• _Records shown_
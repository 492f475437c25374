use crate::balance::describe_balance;
use crate::metrics;
use crate::models::CycleResult;
use crate::notify::escape_html;
use crate::pipeline::{OwnerOutcome, Pipeline};
use std::{
    sync::{
        Arc,
        atomic::{AtomicBool, Ordering},
    },
    time::{Duration, Instant},
};
use tokio::{task::JoinHandle, time::MissedTickBehavior};
use tracing::{debug, error, info, warn};
use uuid::Uuid;

/// Owners pulled from the store per cycle.
pub const BATCH_LIMIT: usize = 20;

/// Why a cycle was started.
#[derive(Debug, Clone, Copy, PartialEq, Eq)]
pub enum CycleTrigger {
    Startup,
    Interval(Duration),
    Webhook,
}

impl CycleTrigger {
    pub fn label(self) -> String {
        match self {
            CycleTrigger::Startup => "стартап".to_string(),
            CycleTrigger::Interval(period) => {
                let minutes = period.as_secs_f64() / 60.0;
                format!("плановая проверка (каждые {} мин)", trim_float(minutes))
            }
            CycleTrigger::Webhook => "вебхук".to_string(),
        }
    }
}

/// Runs one batch: every pending owner in store order, failures isolated per owner.
pub async fn run_cycle(pipeline: &Pipeline, reason: &str) -> CycleResult {
    let cycle_id = Uuid::new_v4();
    let started = Instant::now();
    info!(target = "reconciler.cycle", %cycle_id, reason, "cycle_started");

    let owners = match pipeline.store().pending_owners(BATCH_LIMIT).await {
        Ok(owners) => owners,
        Err(err) => {
            error!(target = "reconciler.cycle", %cycle_id, error = %err, "owners_read_failed");
            pipeline
                .notifier()
                .log(&format!(
                    "Не удалось прочитать owners: {}",
                    escape_html(&err.to_string())
                ))
                .await;
            let result = CycleResult {
                total_owners: 0,
                processed_count: 0,
                errors: vec![err.to_string()],
            };
            send_failure_summary(pipeline, &result, &format!("{reason}, ошибка при чтении owners"))
                .await;
            return result;
        }
    };

    if owners.is_empty() {
        info!(target = "reconciler.cycle", %cycle_id, "nothing_to_do");
        pipeline
            .notifier()
            .log(&format!("Нет объектов для обработки ({reason})"))
            .await;
        return CycleResult::default();
    }

    let mut result = CycleResult {
        total_owners: owners.len(),
        ..CycleResult::default()
    };
    for owner in &owners {
        match pipeline.process_owner(owner).await {
            Ok(OwnerOutcome::Published {
                listing_id,
                external_id,
            }) => {
                result.processed_count += 1;
                debug!(
                    target = "reconciler.cycle",
                    owner_id = %owner.id,
                    listing_id = ?listing_id,
                    external_id = ?external_id,
                    "owner_published"
                );
            }
            Ok(outcome) => {
                result.processed_count += 1;
                debug!(target = "reconciler.cycle", owner_id = %owner.id, ?outcome, "owner_done");
            }
            Err(err) => {
                warn!(
                    target = "reconciler.cycle",
                    owner_id = %owner.id,
                    stage = err.stage(),
                    kind = ?err.kind(),
                    error = %err.detail(),
                    "owner_failed"
                );
                pipeline
                    .notifier()
                    .log(&format!(
                        "Ошибка парсинга owners {}: {}",
                        escape_html(&owner.id.to_string()),
                        escape_html(err.detail())
                    ))
                    .await;
                result.errors.push(format!("owners {}: {}", owner.id, err.detail()));
            }
        }
    }

    if !result.errors.is_empty() {
        send_failure_summary(pipeline, &result, reason).await;
    }
    let elapsed_ms = started.elapsed().as_millis();
    metrics::cycle_finished(
        result.total_owners,
        result.processed_count,
        result.errors.len(),
        elapsed_ms,
    );
    info!(
        target = "reconciler.cycle",
        %cycle_id,
        total = result.total_owners,
        processed = result.processed_count,
        failed = result.errors.len(),
        elapsed_ms = elapsed_ms as u64,
        "cycle_finished"
    );
    result
}

async fn send_failure_summary(pipeline: &Pipeline, result: &CycleResult, reason: &str) {
    let failed = result.errors.len();
    let summary = [
        format!("Задача не выполнена: {} ({reason})", errors_label(failed)),
        format!(
            "Всего проверено: {}, успешно: {}, с ошибками: {failed}",
            result.total_owners, result.processed_count
        ),
        format!(
            "Баланс фотосервиса: {}",
            describe_balance(pipeline.gate().last_observed_balance())
        ),
    ]
    .join("\n");
    pipeline.notifier().log(&summary).await;
}

fn errors_label(count: usize) -> String {
    let word = match (count % 10, count % 100) {
        (1, n) if n != 11 => "ошибка",
        (2..=4, n) if !(12..=14).contains(&n) => "ошибки",
        _ => "ошибок",
    };
    format!("{count} {word}")
}

fn trim_float(value: f64) -> String {
    if value.fract() == 0.0 {
        format!("{}", value as i64)
    } else {
        format!("{value:.1}")
    }
}

/// Serializes cycles: a trigger that arrives mid-cycle is dropped.
pub struct CycleRunner {
    pipeline: Pipeline,
    running: AtomicBool,
}

/// Clears the running flag when the cycle ends, however it ends.
pub struct RunningGuard<'a> {
    flag: &'a AtomicBool,
}

impl Drop for RunningGuard<'_> {
    fn drop(&mut self) {
        self.flag.store(false, Ordering::Release);
    }
}

impl CycleRunner {
    pub fn new(pipeline: Pipeline) -> Self {
        Self {
            pipeline,
            running: AtomicBool::new(false),
        }
    }

    pub fn pipeline(&self) -> &Pipeline {
        &self.pipeline
    }

    pub fn is_running(&self) -> bool {
        self.running.load(Ordering::Acquire)
    }

    pub fn try_acquire(&self) -> Option<RunningGuard<'_>> {
        self.running
            .compare_exchange(false, true, Ordering::AcqRel, Ordering::Acquire)
            .ok()
            .map(|_| RunningGuard {
                flag: &self.running,
            })
    }

    /// Announces and runs one cycle; `None` when another cycle holds the guard.
    pub async fn trigger(&self, trigger: CycleTrigger) -> Option<CycleResult> {
        let Some(_guard) = self.try_acquire() else {
            debug!(target = "reconciler.cycle", ?trigger, "cycle_already_running");
            return None;
        };
        let reason = trigger.label();
        self.pipeline
            .notifier()
            .log(&format!("Проверка owners с parsed=false запущена ({reason})."))
            .await;
        Some(run_cycle(&self.pipeline, &reason).await)
    }
}

/// Fires an interval trigger every `period`; the first tick is one period out.
pub fn spawn_interval(runner: Arc<CycleRunner>, period: Duration) -> JoinHandle<()> {
    tokio::spawn(async move {
        let mut ticker = tokio::time::interval_at(tokio::time::Instant::now() + period, period);
        ticker.set_missed_tick_behavior(MissedTickBehavior::Skip);
        loop {
            ticker.tick().await;
            let runner = runner.clone();
            tokio::spawn(async move {
                runner.trigger(CycleTrigger::Interval(period)).await;
            });
        }
    })
}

• _The problem_
Return the data in its entirety, exactly as given.

• _Response to this task_
repository 492f475437c25374
use crate::balance::describe_balance;
use crate::metrics;
use crate::models::CycleResult;
use crate::notify::escape_html;
use crate::pipeline::{OwnerOutcome, Pipeline};
use std::{
    sync::{
        Arc,
        atomic::{AtomicBool, Ordering},
    },
    time::{Duration, Instant},
};
use tokio::{task::JoinHandle, time::MissedTickBehavior};
use tracing::{debug, error, info, warn};
use uuid::Uuid;

/// Owners pulled from the store per cycle.
pub const BATCH_LIMIT: usize = 20;

/// Why a cycle was started.
#[derive(Debug, Clone, Copy, PartialEq, Eq)]
pub enum CycleTrigger {
    Startup,
    Interval(Duration),
    Webhook,
}

impl CycleTrigger {
    pub fn label(self) -> String {
        match self {
            CycleTrigger::Startup => "стартап".to_string(),
            CycleTrigger::Interval(period) => {
                let minutes = period.as_secs_f64() / 60.0;
                format!("плановая проверка (каждые {} мин)", trim_float(minutes))
            }
            CycleTrigger::Webhook => "вебхук".to_string(),
        }
    }
}

/// Runs one batch: every pending owner in store order, failures isolated per owner.
pub async fn run_cycle(pipeline: &Pipeline, reason: &str) -> CycleResult {
    let cycle_id = Uuid::new_v4();
    let started = Instant::now();
    info!(target = "reconciler.cycle", %cycle_id, reason, "cycle_started");

    let owners = match pipeline.store().pending_owners(BATCH_LIMIT).await {
        Ok(owners) => owners,
        Err(err) => {
            error!(target = "reconciler.cycle", %cycle_id, error = %err, "owners_read_failed");
            pipeline
                .notifier()
                .log(&format!(
                    "Не удалось прочитать owners: {}",
                    escape_html(&err.to_string())
                ))
                .await;
            let result = CycleResult {
                total_owners: 0,
                processed_count: 0,
                errors: vec![err.to_string()],
            };
            send_failure_summary(pipeline, &result, &format!("{reason}, ошибка при чтении owners"))
                .await;
            return result;
        }
    };

    if owners.is_empty() {
        info!(target = "reconciler.cycle", %cycle_id, "nothing_to_do");
        pipeline
            .notifier()
            .log(&format!("Нет объектов для обработки ({reason})"))
            .await;
        return CycleResult::default();
    }

    let mut result = CycleResult {
        total_owners: owners.len(),
        ..CycleResult::default()
    };
    for owner in &owners {
        match pipeline.process_owner(owner).await {
            Ok(OwnerOutcome::Published {
                listing_id,
                external_id,
            }) => {
                result.processed_count += 1;
                debug!(
                    target = "reconciler.cycle",
                    owner_id = %owner.id,
                    listing_id = ?listing_id,
                    external_id = ?external_id,
                    "owner_published"
                );
            }
            Ok(outcome) => {
                result.processed_count += 1;
                debug!(target = "reconciler.cycle", owner_id = %owner.id, ?outcome, "owner_done");
            }
            Err(err) => {
                warn!(
                    target = "reconciler.cycle",
                    owner_id = %owner.id,
                    stage = err.stage(),
                    kind = ?err.kind(),
                    error = %err.detail(),
                    "owner_failed"
                );
                pipeline
                    .notifier()
                    .log(&format!(
                        "Ошибка парсинга owners {}: {}",
                        escape_html(&owner.id.to_string()),
                        escape_html(err.detail())
                    ))
                    .await;
                result.errors.push(format!("owners {}: {}", owner.id, err.detail()));
            }
        }
    }

    if !result.errors.is_empty() {
        send_failure_summary(pipeline, &result, reason).await;
    }
    let elapsed_ms = started.elapsed().as_millis();
    metrics::cycle_finished(
        result.total_owners,
        result.processed_count,
        result.errors.len(),
        elapsed_ms,
    );
    info!(
        target = "reconciler.cycle",
        %cycle_id,
        total = result.total_owners,
        processed = result.processed_count,
        failed = result.errors.len(),
        elapsed_ms = elapsed_ms as u64,
        "cycle_finished"
    );
    result
}

async fn send_failure_summary(pipeline: &Pipeline, result: &CycleResult, reason: &str) {
    let failed = result.errors.len();
    let summary = [
        format!("Задача не выполнена: {} ({reason})", errors_label(failed)),
        format!(
            "Всего проверено: {}, успешно: {}, с ошибками: {failed}",
            result.total_owners, result.processed_count
        ),
        format!(
            "Баланс фотосервиса: {}",
            describe_balance(pipeline.gate().last_observed_balance())
        ),
    ]
    .join("\n");
    pipeline.notifier().log(&summary).await;
}

fn errors_label(count: usize) -> String {
    let word = match (count % 10, count % 100) {
        (1, n) if n != 11 => "ошибка",
        (2..=4, n) if !(12..=14).contains(&n) => "ошибки",
        _ => "ошибок",
    };
    format!("{count} {word}")
}

fn trim_float(value: f64) -> String {
    if value.fract() == 0.0 {
        format!("{}", value as i64)
    } else {
        format!("{value:.1}")
    }
}

/// Serializes cycles: a trigger that arrives mid-cycle is dropped.
pub struct CycleRunner {
    pipeline: Pipeline,
    running: AtomicBool,
}

/// Clears the running flag when the cycle ends, however it ends.
pub struct RunningGuard<'a> {
    flag: &'a AtomicBool,
}

impl Drop for RunningGuard<'_> {
    fn drop(&mut self) {
        self.flag.store(false, Ordering::Release);
    }
}

impl CycleRunner {
    pub fn new(pipeline: Pipeline) -> Self {
        Self {
            pipeline,
            running: AtomicBool::new(false),
        }
    }

    pub fn pipeline(&self) -> &Pipeline {
        &self.pipeline
    }

    pub fn is_running(&self) -> bool {
        self.running.load(Ordering::Acquire)
    }

    pub fn try_acquire(&self) -> Option<RunningGuard<'_>> {
        self.running
            .compare_exchange(false, true, Ordering::AcqRel, Ordering::Acquire)
            .ok()
            .map(|_| RunningGuard {
                flag: &self.running,
            })
    }

    /// Announces and runs one cycle; `None` when another cycle holds the guard.
    pub async fn trigger(&self, trigger: CycleTrigger) -> Option<CycleResult> {
        let Some(_guard) = self.try_acquire() else {
            debug!(target = "reconciler.cycle", ?trigger, "cycle_already_running");
            return None;
        };
        let reason = trigger.label();
        self.pipeline
            .notifier()
            .log(&format!("Проверка owners с parsed=false запущена ({reason})."))
            .await;
        Some(run_cycle(&self.pipeline, &reason).await)
    }
}

/// Fires an interval trigger every `period`; the first tick is one period out.
pub fn spawn_interval(runner: Arc<CycleRunner>, period: Duration) -> JoinHandle<()> {
    tokio::spawn(async move {
        let mut ticker = tokio::time::interval_at(tokio::time::Instant::now() + period, period);
        ticker.set_missed_tick_behavior(MissedTickBehavior::Skip);
        loop {
            ticker.tick().await;
            let runner = runner.clone();
            tokio::spawn(async move {
                runner.trigger(CycleTrigger::Interval(period)).await;
            });
        }
    })
}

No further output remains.